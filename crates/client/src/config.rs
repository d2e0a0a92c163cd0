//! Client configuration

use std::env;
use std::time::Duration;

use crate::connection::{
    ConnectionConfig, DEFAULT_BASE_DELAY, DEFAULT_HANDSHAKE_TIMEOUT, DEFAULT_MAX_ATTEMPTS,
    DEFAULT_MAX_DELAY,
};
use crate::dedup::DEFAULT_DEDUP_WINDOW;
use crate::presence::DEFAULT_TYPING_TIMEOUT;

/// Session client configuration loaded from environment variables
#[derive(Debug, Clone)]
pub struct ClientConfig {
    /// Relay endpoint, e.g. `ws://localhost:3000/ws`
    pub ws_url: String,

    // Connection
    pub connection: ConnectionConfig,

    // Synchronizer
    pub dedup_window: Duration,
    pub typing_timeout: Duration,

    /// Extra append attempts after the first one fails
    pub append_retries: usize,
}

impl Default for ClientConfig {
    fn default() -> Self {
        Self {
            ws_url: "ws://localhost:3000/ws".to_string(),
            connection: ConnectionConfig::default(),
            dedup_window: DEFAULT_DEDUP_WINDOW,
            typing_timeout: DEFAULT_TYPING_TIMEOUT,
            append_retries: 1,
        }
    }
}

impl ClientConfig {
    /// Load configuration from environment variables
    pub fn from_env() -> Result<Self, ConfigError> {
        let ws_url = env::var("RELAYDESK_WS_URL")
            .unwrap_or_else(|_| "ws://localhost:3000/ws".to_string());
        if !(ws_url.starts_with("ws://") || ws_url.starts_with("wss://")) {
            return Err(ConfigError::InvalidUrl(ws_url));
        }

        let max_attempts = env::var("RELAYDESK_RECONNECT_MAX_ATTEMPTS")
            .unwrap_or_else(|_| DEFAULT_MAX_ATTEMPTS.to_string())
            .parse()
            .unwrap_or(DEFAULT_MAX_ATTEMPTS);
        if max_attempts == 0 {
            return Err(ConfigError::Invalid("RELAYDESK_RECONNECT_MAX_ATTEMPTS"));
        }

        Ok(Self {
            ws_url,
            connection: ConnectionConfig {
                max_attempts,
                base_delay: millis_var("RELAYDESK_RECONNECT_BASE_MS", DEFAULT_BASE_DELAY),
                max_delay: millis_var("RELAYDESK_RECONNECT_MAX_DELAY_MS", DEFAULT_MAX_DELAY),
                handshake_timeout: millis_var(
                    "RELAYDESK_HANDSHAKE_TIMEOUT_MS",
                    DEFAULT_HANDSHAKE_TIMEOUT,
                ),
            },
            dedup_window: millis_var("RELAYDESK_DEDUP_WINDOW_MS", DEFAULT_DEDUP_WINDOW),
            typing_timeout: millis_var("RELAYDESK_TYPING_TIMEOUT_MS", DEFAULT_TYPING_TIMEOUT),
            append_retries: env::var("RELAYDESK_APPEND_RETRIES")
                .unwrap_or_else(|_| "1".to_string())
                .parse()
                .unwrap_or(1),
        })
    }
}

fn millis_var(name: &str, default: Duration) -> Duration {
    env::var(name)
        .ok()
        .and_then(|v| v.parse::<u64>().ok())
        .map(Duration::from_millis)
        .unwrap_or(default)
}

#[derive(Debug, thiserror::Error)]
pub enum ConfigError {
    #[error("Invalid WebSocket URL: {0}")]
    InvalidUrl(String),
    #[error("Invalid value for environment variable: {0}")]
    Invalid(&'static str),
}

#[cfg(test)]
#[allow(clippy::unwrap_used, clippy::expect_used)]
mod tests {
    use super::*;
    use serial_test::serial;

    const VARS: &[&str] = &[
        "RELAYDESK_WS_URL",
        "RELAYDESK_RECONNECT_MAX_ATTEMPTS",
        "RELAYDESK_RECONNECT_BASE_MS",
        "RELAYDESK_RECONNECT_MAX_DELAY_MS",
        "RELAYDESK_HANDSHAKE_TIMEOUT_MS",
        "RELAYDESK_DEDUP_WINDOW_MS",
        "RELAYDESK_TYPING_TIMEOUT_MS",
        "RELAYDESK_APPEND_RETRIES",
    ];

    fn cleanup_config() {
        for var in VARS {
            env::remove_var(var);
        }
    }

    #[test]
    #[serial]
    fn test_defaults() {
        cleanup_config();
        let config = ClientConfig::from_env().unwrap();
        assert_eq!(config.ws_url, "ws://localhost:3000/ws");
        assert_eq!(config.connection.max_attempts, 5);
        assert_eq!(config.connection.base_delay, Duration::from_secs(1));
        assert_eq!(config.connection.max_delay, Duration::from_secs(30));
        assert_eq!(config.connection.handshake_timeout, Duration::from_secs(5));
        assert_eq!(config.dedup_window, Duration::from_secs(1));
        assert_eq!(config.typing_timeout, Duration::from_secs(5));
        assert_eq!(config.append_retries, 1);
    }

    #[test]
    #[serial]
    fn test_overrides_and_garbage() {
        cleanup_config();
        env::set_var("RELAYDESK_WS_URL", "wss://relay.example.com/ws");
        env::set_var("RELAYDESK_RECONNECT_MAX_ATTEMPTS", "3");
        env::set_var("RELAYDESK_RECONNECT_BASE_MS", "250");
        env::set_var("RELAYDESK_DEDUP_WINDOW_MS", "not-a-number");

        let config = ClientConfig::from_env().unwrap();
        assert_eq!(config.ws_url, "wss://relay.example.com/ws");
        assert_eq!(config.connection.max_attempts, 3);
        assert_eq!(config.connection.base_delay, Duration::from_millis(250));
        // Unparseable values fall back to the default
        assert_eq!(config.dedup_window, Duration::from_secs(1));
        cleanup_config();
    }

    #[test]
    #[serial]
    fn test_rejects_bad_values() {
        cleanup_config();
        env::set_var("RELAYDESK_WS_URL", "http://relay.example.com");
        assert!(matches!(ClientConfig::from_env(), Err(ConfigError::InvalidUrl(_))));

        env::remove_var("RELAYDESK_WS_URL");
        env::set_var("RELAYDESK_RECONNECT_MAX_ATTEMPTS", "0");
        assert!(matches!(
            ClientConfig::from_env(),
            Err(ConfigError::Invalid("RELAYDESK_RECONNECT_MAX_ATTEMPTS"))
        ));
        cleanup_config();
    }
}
---
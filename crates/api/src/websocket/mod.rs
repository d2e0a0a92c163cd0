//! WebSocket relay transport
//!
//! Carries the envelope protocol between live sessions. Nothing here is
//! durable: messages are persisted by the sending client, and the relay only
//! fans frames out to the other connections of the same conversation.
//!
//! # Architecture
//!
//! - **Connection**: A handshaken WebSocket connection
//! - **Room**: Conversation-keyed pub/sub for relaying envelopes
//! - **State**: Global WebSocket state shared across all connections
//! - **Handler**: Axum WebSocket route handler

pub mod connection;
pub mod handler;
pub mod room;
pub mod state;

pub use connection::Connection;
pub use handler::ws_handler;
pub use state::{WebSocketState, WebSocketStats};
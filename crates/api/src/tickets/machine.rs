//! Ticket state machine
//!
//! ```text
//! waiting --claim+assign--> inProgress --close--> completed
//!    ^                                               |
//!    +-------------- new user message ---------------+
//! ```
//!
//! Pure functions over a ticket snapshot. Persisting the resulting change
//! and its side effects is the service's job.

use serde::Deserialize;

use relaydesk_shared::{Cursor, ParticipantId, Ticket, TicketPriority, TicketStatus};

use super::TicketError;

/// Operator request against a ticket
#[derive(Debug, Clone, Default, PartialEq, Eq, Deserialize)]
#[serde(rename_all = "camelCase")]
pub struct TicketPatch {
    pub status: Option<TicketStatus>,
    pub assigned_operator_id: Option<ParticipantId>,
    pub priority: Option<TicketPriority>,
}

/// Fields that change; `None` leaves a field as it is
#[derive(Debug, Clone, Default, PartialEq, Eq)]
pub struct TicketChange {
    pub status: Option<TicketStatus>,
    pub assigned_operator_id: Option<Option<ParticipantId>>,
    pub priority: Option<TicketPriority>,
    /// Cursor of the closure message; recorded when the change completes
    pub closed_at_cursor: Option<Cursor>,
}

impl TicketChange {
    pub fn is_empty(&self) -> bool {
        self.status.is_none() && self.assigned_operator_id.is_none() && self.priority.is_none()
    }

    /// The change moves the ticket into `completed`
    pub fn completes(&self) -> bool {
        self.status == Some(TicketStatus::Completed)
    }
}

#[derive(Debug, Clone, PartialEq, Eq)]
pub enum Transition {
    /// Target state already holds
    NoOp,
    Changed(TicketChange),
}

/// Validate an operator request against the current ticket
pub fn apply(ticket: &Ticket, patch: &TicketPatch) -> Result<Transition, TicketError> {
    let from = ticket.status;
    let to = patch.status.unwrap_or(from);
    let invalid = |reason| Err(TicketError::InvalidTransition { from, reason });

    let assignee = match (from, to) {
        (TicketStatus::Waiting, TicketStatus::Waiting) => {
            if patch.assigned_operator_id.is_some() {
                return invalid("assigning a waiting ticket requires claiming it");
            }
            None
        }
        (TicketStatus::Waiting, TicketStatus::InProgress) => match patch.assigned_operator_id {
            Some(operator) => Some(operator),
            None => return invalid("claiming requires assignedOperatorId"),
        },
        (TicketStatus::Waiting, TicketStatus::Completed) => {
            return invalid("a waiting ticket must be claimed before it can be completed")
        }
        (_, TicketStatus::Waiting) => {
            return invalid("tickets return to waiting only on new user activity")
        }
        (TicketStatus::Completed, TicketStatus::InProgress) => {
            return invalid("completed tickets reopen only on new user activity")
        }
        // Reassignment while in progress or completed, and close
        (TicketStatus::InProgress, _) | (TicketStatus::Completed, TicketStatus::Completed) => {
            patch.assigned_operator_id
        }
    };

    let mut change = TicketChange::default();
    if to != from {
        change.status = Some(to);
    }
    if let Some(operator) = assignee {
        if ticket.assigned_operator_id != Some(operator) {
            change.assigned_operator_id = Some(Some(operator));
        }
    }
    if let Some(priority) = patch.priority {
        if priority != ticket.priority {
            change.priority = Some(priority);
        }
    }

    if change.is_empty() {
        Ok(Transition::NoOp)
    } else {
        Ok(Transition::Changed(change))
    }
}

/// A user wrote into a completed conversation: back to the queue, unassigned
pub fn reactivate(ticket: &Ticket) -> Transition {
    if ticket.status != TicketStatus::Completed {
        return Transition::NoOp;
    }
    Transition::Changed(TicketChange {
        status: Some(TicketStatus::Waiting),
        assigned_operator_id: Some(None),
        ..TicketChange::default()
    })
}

▸ **Task item**: Using the listing above, state the count of lines that include "bool" and nothing else.

▸ **Problem solution**: 2